When To Use Lagging And Leading Indicators In Safety
Key Performance Indicators (KPIs) are metrics or insights that help you measure the progress of your organisation’s goals. This data is crucial for the success of any safety system. They can be divided and evaluated according to various categories including leading and lagging.
Often, people confuse lagging and leading indicators. These are types of indicators that show different factors that are dependent on time. This article will explain the difference between lagging vs leading in safety metrics. It will also share how you can use the respective data for your health and safety programs.
What Are Lagging Indicators?
Lagging indicators are metrics used for reflection and measuring current progress on safety. They tell you about the now as well as the past. These indicators point to output and performance.
Often, lagging metrics are easier to measure because you can look to the past or your current state. In safety, this can be a reflection on accidents and incidents that have already occurred and the potential causes and factors.
What Are Leading Indicators?
Leading indicators, on the hand, are much trickier than lagging ones as they involve prediction. They point to potential actions, behaviours, and decisions that can help you reach specific goals.
For your organisation’s safety efforts, leading indicators allow you to identify potentially harmful factors in advance. You can use this foresight to plan and predict future incidents.
How Do You Know Which Indicators To Use In Safety?
To know which indicators to use for your safety program, you need to define your goals. What are you trying to achieve? Are you hoping to resolve existing issues or do you want to see what could be an issue in the future?
Most safety efforts tend to focus on lagging indicators. Organisations often panic after an incident and try to see how they can avoid it again.
While this is valid, it is a mistake to ignore leading indicators. These can help prevent incidents before they happen, reducing unnecessary costs, injuries, fatalities, and more. They better direct your decision-making process and encourage an active rather than responsive approach to safety.
For nuanced and competent health and safety efforts, you should have a mix of both. You should analyse existing and historical problems and also actively track and identify potential causes.
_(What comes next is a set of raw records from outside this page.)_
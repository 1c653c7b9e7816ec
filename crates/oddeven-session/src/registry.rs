//! The two role slots.

use oddeven_protocol::Role;
use oddeven_transport::ConnectionId;

use crate::SessionError;

/// Maps connections to the `Odd` and `Even` slots.
///
/// Seating is first come, first served: the first connection gets `Odd`,
/// the second `Even`, everyone after that is turned away until a slot
/// frees up.
#[derive(Debug, Clone, Default, PartialEq, Eq)]
pub struct PlayerRegistry {
    odd: Option<ConnectionId>,
    even: Option<ConnectionId>,
}

impl PlayerRegistry {
    /// Creates a registry with both slots empty.
    pub fn new() -> Self {
        Self::default()
    }

    /// Seats `conn` in the first free slot.
    ///
    /// A connection that already holds a slot keeps it and gets its role
    /// back, so a slot is never held twice by the same identity.
    ///
    /// # Errors
    /// Returns [`SessionError::Full`] when both slots are taken. The
    /// registry is not modified.
    pub fn assign(&mut self, conn: ConnectionId) -> Result<Role, SessionError> {
        if let Some(role) = self.role_of(conn) {
            return Ok(role);
        }
        if self.odd.is_none() {
            self.odd = Some(conn);
            Ok(Role::Odd)
        } else if self.even.is_none() {
            self.even = Some(conn);
            Ok(Role::Even)
        } else {
            Err(SessionError::Full)
        }
    }

    /// Puts `conn` in the `role` slot, replacing whoever held it.
    ///
    /// Only the rematch role swap uses this; it overwrites both slots in
    /// one go, so the slots never end up holding the same identity.
    pub fn assign_with_role(&mut self, conn: ConnectionId, role: Role) {
        match role {
            Role::Odd => self.odd = Some(conn),
            Role::Even => self.even = Some(conn),
        }
    }

    /// Frees the slot held by `conn`. Returns the role it held, if any.
    pub fn remove(&mut self, conn: ConnectionId) -> Option<Role> {
        let role = self.role_of(conn)?;
        match role {
            Role::Odd => self.odd = None,
            Role::Even => self.even = None,
        }
        Some(role)
    }

    /// Empties both slots.
    pub fn clear(&mut self) {
        self.odd = None;
        self.even = None;
    }

    /// Returns `true` if `conn` holds a slot.
    pub fn has_player(&self, conn: ConnectionId) -> bool {
        self.role_of(conn).is_some()
    }

    /// Returns the role held by `conn`.
    pub fn role_of(&self, conn: ConnectionId) -> Option<Role> {
        if self.odd == Some(conn) {
            Some(Role::Odd)
        } else if self.even == Some(conn) {
            Some(Role::Even)
        } else {
            None
        }
    }

    /// Returns the connection seated in `role`.
    pub fn holder(&self, role: Role) -> Option<ConnectionId> {
        match role {
            Role::Odd => self.odd,
            Role::Even => self.even,
        }
    }

    /// Returns both seated connections as `(odd, even)` if both slots are
    /// filled.
    pub fn pair(&self) -> Option<(ConnectionId, ConnectionId)> {
        Some((self.odd?, self.even?))
    }

    /// Returns `true` when both slots are filled. Play only happens then.
    pub fn both_present(&self) -> bool {
        self.pair().is_some()
    }

    /// Returns how many slots are filled.
    pub fn seated(&self) -> usize {
        usize::from(self.odd.is_some()) + usize::from(self.even.is_some())
    }
}
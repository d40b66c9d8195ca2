use anyhow::{Context, Result};
use std::io::{BufRead, Write};

/// Prompt user with a message and return their trimmed input.
pub fn prompt(message: &str) -> Result<String> {
    print!("{}", message);
    std::io::stdout()
        .flush()
        .context("Failed to flush stdout")?;
    let mut input = String::new();
    std::io::stdin()
        .lock()
        .read_line(&mut input)
        .context("Failed to read input")?;
    Ok(input.trim().to_string())
}

/// Ask for the GitHub username to analyze
pub fn prompt_for_username() -> Result<String> {
    let username = prompt("Enter GitHub username: ")?;
    if username.is_empty() {
        anyhow::bail!("Username is required");
    }
    Ok(username)
}

/// Read a secret without echoing it
pub fn prompt_hidden(message: &str) -> Result<String> {
    let value = rpassword::prompt_password(message).context("Failed to read from terminal")?;
    Ok(value.trim().to_string())
}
Examples of Lagging and Leading Indicators in Safety
Examples of lagging indicators include:
- Lost time
- Insurance and workers’ compensation costs
- Incident frequency
- Incident severity
Examples of leading indicators:
- Employee and team safety education
- Risk factor analysis
- Risk factor resolution
- Audit and inspection frequency
- Root causes of near-misses
Final Thoughts
Deciding which indicators to use and how influences the nature and success of your safety policy. They impact whether you’re more proactive or responsive and the cost of incidents to your business.
Costs can include employee work time lost, insurance costs, legal fees, and more. Utilise both leading and lagging metrics for a better structure and improve workplace safety.